Bookworm VMs

Ben Schmidt, July 10, 2015

I’ve put a repo up on the Bookworm-Project github page that automatically creates a Bookworm installation using Vagrant. We’re working on it, but Bookworm can still be a pain to install because of all the passwords you have to manage. This sidesteps that by allowing you to try it out on a virtual machine.

Why would you want to do that? Presumably because you have an interesting collection of texts you want to explore, or you want to poke around at the API to see what else might work.

The steps are relatively simple, and should work on almost any platform:

  1. Install VirtualBox
  2. Install Vagrant
  3. Clone the repo.
  4. Go into the repo directory with a terminal, and type vagrant up. Lots of stuff will download and install. Go to lunch. In an hour or so, you’ll have a local installation.
  5. Confirm everything is working by visiting http://localhost:8007/D3. You should get an interactive barchart that lets you see how much different authors in the Federalist papers use any given word.

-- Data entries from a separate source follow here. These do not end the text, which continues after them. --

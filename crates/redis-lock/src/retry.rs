//! 重试策略
//!
//! 给定已失败的次数，决定下一次等待多久，或者放弃。
//! 所有策略都是无状态的（`&self`），同一个实例可以通过 `Arc` 在多个任务间共享。
//!
//! 锁被占用与单次调用超时共用同一份重试预算。

use std::fmt::Debug;
use std::time::Duration;

use lock_shared::config::LockConfig;
use rand::Rng;

/// 重试策略
pub trait RetryStrategy: Send + Sync + Debug {
    /// 第 `attempt` 次失败后的等待时间（从 0 开始）
    ///
    /// 返回 `None` 表示重试次数已用尽。
    fn next(&self, attempt: u32) -> Option<Duration>;
}

// ---------------------------------------------------------------------------
// FixedIntervalRetry: 固定间隔
// ---------------------------------------------------------------------------

/// 固定间隔重试，最多重试 `max_retries` 次
#[derive(Debug, Clone)]
pub struct FixedIntervalRetry {
    pub interval: Duration,
    pub max_retries: u32,
}

impl FixedIntervalRetry {
    pub fn new(interval: Duration, max_retries: u32) -> Self {
        Self {
            interval,
            max_retries,
        }
    }
}

impl From<&LockConfig> for FixedIntervalRetry {
    /// 配置中的 retry_count / retry_delay
    fn from(config: &LockConfig) -> Self {
        Self::new(config.retry_delay(), config.retry_count)
    }
}

impl RetryStrategy for FixedIntervalRetry {
    fn next(&self, attempt: u32) -> Option<Duration> {
        (attempt < self.max_retries).then_some(self.interval)
    }
}

// ---------------------------------------------------------------------------
// LinearBackoffRetry: 线性退避
// ---------------------------------------------------------------------------

/// 线性退避：initial + step * attempt，不超过 max_delay
#[derive(Debug, Clone)]
pub struct LinearBackoffRetry {
    pub initial: Duration,
    pub step: Duration,
    pub max_delay: Duration,
    pub max_retries: u32,
}

impl RetryStrategy for LinearBackoffRetry {
    fn next(&self, attempt: u32) -> Option<Duration> {
        if attempt >= self.max_retries {
            return None;
        }
        let delay = self.initial.saturating_add(self.step.saturating_mul(attempt));
        Some(delay.min(self.max_delay))
    }
}

// ---------------------------------------------------------------------------
// ExponentialBackoffRetry: 指数退避
// ---------------------------------------------------------------------------

/// 指数退避重试
///
/// 首次失败等 `initial_delay`，之后每次乘以 `multiplier`，直到达到 `max_delay`。
/// 开启 `jitter` 后在 `[0, delay]` 内随机取值，避免大量客户端同时醒来争抢同一把锁。
#[derive(Debug, Clone)]
pub struct ExponentialBackoffRetry {
    /// 最大重试次数（不含首次执行）
    pub max_retries: u32,
    /// 首次重试前的等待时间
    pub initial_delay: Duration,
    /// 退避时间上限
    pub max_delay: Duration,
    /// 每次重试的退避倍数
    pub multiplier: f64,
    /// 是否启用随机抖动
    pub jitter: bool,
}

impl Default for ExponentialBackoffRetry {
    /// 默认策略：最多重试 5 次，初始等待 50 毫秒，最大等待 2 秒，倍数 2.0
    fn default() -> Self {
        Self {
            max_retries: 5,
            initial_delay: Duration::from_millis(50),
            max_delay: Duration::from_secs(2),
            multiplier: 2.0,
            jitter: false,
        }
    }
}

impl ExponentialBackoffRetry {
    /// 计算第 N 次重试的等待时间（不含抖动）
    ///
    /// 公式: initial_delay * multiplier^attempt，结果不超过 max_delay。
    pub fn delay_for_attempt(&self, attempt: u32) -> Duration {
        let base_ms = self.initial_delay.as_millis() as f64;
        let delay_ms = base_ms * self.multiplier.powi(attempt as i32);
        let capped_ms = delay_ms.min(self.max_delay.as_millis() as f64);
        Duration::from_millis(capped_ms as u64)
    }
}

impl RetryStrategy for ExponentialBackoffRetry {
    fn next(&self, attempt: u32) -> Option<Duration> {
        if attempt >= self.max_retries {
            return None;
        }
        let delay = self.delay_for_attempt(attempt);
        if !self.jitter || delay.is_zero() {
            return Some(delay);
        }
        let jittered_ms = rand::rng().random_range(0..=delay.as_millis() as u64);
        Some(Duration::from_millis(jittered_ms))
    }
}

// ---------------------------------------------------------------------------
// UnlimitedRetry / NoRetry
// ---------------------------------------------------------------------------

/// 无限次固定间隔重试
///
/// 自身永不放弃，由调用方的取消令牌充当截止时间。
#[derive(Debug, Clone)]
pub struct UnlimitedRetry {
    pub interval: Duration,
}

impl RetryStrategy for UnlimitedRetry {
    fn next(&self, _attempt: u32) -> Option<Duration> {
        Some(self.interval)
    }
}

/// 不重试
#[derive(Debug, Clone, Copy, Default)]
pub struct NoRetry;

impl RetryStrategy for NoRetry {
    fn next(&self, _attempt: u32) -> Option<Duration> {
        None
    }
}
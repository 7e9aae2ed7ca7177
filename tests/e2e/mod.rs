//! 分布式锁端到端测试
//!
//! 针对真实 Redis 运行，覆盖：
//! - 单次加锁与竞争
//! - 重试加锁与取消
//! - 续约、自动续约与释放
//! - 合并加锁
//!
//! 运行方式: `REDIS_URL=redis://localhost:6379/1 cargo test --test e2e -- --ignored`

pub mod setup;
pub mod suites;

pub use setup::TestEnvironment;
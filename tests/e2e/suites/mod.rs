//! 测试套件模块
//!
//! 按锁的生命周期阶段组织的测试用例集合。

pub mod acquire;
pub mod single_flight;
//! 进程内锁存储
//!
//! 语义与 Redis 实现一致：每个操作在持有互斥锁期间一次完成。
//! 过期时间基于 `tokio::time::Instant`，暂停时钟的测试可以精确推进时间。

use std::collections::HashMap;
use std::sync::atomic::{AtomicUsize, Ordering};
use std::time::Duration;

use async_trait::async_trait;
use parking_lot::Mutex;
use tokio::time::Instant;

use super::LockStore;
use crate::error::StoreError;

#[derive(Debug)]
struct Entry {
    value: String,
    expires_at: Instant,
}

impl Entry {
    fn is_live(&self, now: Instant) -> bool {
        self.expires_at > now
    }
}

/// 内存锁存储
#[derive(Debug, Default)]
pub struct MemoryLockStore {
    entries: Mutex<HashMap<String, Entry>>,
    /// 每次操作前的人为延迟，用于模拟慢存储
    latency: Option<Duration>,
    acquire_calls: AtomicUsize,
}

impl MemoryLockStore {
    pub fn new() -> Self {
        Self::default()
    }

    /// 每个操作都先等待 `latency` 再执行
    pub fn with_latency(latency: Duration) -> Self {
        Self {
            latency: Some(latency),
            ..Self::default()
        }
    }

    /// 当前未过期的值
    pub fn value(&self, key: &str) -> Option<String> {
        let now = Instant::now();
        self.entries
            .lock()
            .get(key)
            .filter(|entry| entry.is_live(now))
            .map(|entry| entry.value.clone())
    }

    /// 剩余存活时间
    pub fn ttl(&self, key: &str) -> Option<Duration> {
        let now = Instant::now();
        self.entries
            .lock()
            .get(key)
            .filter(|entry| entry.is_live(now))
            .map(|entry| entry.expires_at - now)
    }

    /// 直接写入一个条目，不检查是否已存在
    pub fn insert(&self, key: &str, value: &str, lease: Duration) {
        self.entries.lock().insert(
            key.to_string(),
            Entry {
                value: value.to_string(),
                expires_at: Instant::now() + lease,
            },
        );
    }

    /// `acquire_if_absent` 被调用的次数
    pub fn acquire_calls(&self) -> usize {
        self.acquire_calls.load(Ordering::SeqCst)
    }

    async fn simulate_latency(&self) {
        if let Some(latency) = self.latency {
            tokio::time::sleep(latency).await;
        }
    }

    /// 在锁内执行 `f`，已过期的条目先被清除
    fn with_live_entry<T>(&self, key: &str, f: impl FnOnce(&mut HashMap<String, Entry>) -> T) -> T {
        let now = Instant::now();
        let mut entries = self.entries.lock();
        if entries.get(key).is_some_and(|entry| !entry.is_live(now)) {
            entries.remove(key);
        }
        f(&mut entries)
    }
}

#[async_trait]
impl LockStore for MemoryLockStore {
    async fn acquire_if_absent(
        &self,
        key: &str,
        token: &str,
        lease: Duration,
    ) -> Result<bool, StoreError> {
        self.acquire_calls.fetch_add(1, Ordering::SeqCst);
        self.simulate_latency().await;

        Ok(self.with_live_entry(key, |entries| {
            if entries.contains_key(key) {
                return false;
            }
            entries.insert(
                key.to_string(),
                Entry {
                    value: token.to_string(),
                    expires_at: Instant::now() + lease,
                },
            );
            true
        }))
    }

    async fn extend_if_owned(
        &self,
        key: &str,
        token: &str,
        lease_millis: u64,
    ) -> Result<i64, StoreError> {
        self.simulate_latency().await;

        Ok(self.with_live_entry(key, |entries| match entries.get_mut(key) {
            Some(entry) if entry.value == token => {
                entry.expires_at = Instant::now() + Duration::from_millis(lease_millis);
                1
            }
            _ => 0,
        }))
    }

    async fn delete_if_owned(&self, key: &str, token: &str) -> Result<i64, StoreError> {
        self.simulate_latency().await;

        Ok(self.with_live_entry(key, |entries| {
            let owned = entries.get(key).is_some_and(|entry| entry.value == token);
            if owned {
                entries.remove(key);
                1
            } else {
                0
            }
        }))
    }
}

Once you have the VM up and running, you can play with the bar charts; you can explore the Federalist paper example using the R package in the pre-included RStudio installation at http://localhost:8787/ (which may get some decent demo scripts in the near term); or, most likely, you can create a new directory with your texts and build a Bookworm installation on top of them. How would you do that?

Building New Bookworms on the VM

Building new bookworms should be relatively simple, once you have your texts in the input format.

  1. Create a directory for your project, probably somewhere inside /vagrant so you can access it from your local machine.
  2. Place three files in that directory; input.txt, jsoncatalog.txt, and field_descriptions.json. The descriptions of what these should look like are in the Bookworm manual. I recommend managing the processes to create these files in a Makefile so you can reproduce on another server if desired.
  3. Run git clone https://github.com/Bookworm-Project/BookwormDB myBookworm, replacing (if desired) “myBookworm” with something more informative.
  4. cd myBookworm, and then run make to build the Bookworm. Start debugging.
  5. If you want line charts, while still in the myBookworm folder run make lineChartGUI.

System Requirements

I don’t know how small this can get–it’s probably worth finding out. But for the time being, even for the Federalist papers I wouldn’t try running this on a VM with less than 1 GB of memory. You’ll also need several GB of free hard drive space.

Security Warning

This uses pre-configured default passwords in plain text. As a result, your VM will be entirely insecure. Anyone able to access the machine’s web address will have full administrative control of the machine.

If you’re going to expose one of these machines to the Internet, you should at a minimum:

  1. Change the password for the user “vagrant”;
  2. Change the root password for MySQL;
  3. Change the “reader” and “keeper” user passwords for MySQL, granting select privileges to the former and ALL ... WITH GRANT OPTION to the latter.

Esoterica/Next Steps

Conal Tuohy has suggested that having the images available in the Open Virtualization Format. I’m happy to provide these, but the files are so large I won’t be putting a download URL online. You’ll have to e-mail.

It should take much to get one of these running on AWS. If you make the changes to the Vagrantfile to do so and are willing to back-propogate them as a branch on the github page, I’d be grateful.

Acknowledgements

The core Vagrantfile is from Andrew Goldstone’s Rutgers class on literary data. The dependencies for the Bookworm installation work from my branch of Muhammad Shamim’s Bookworm pre-installation script.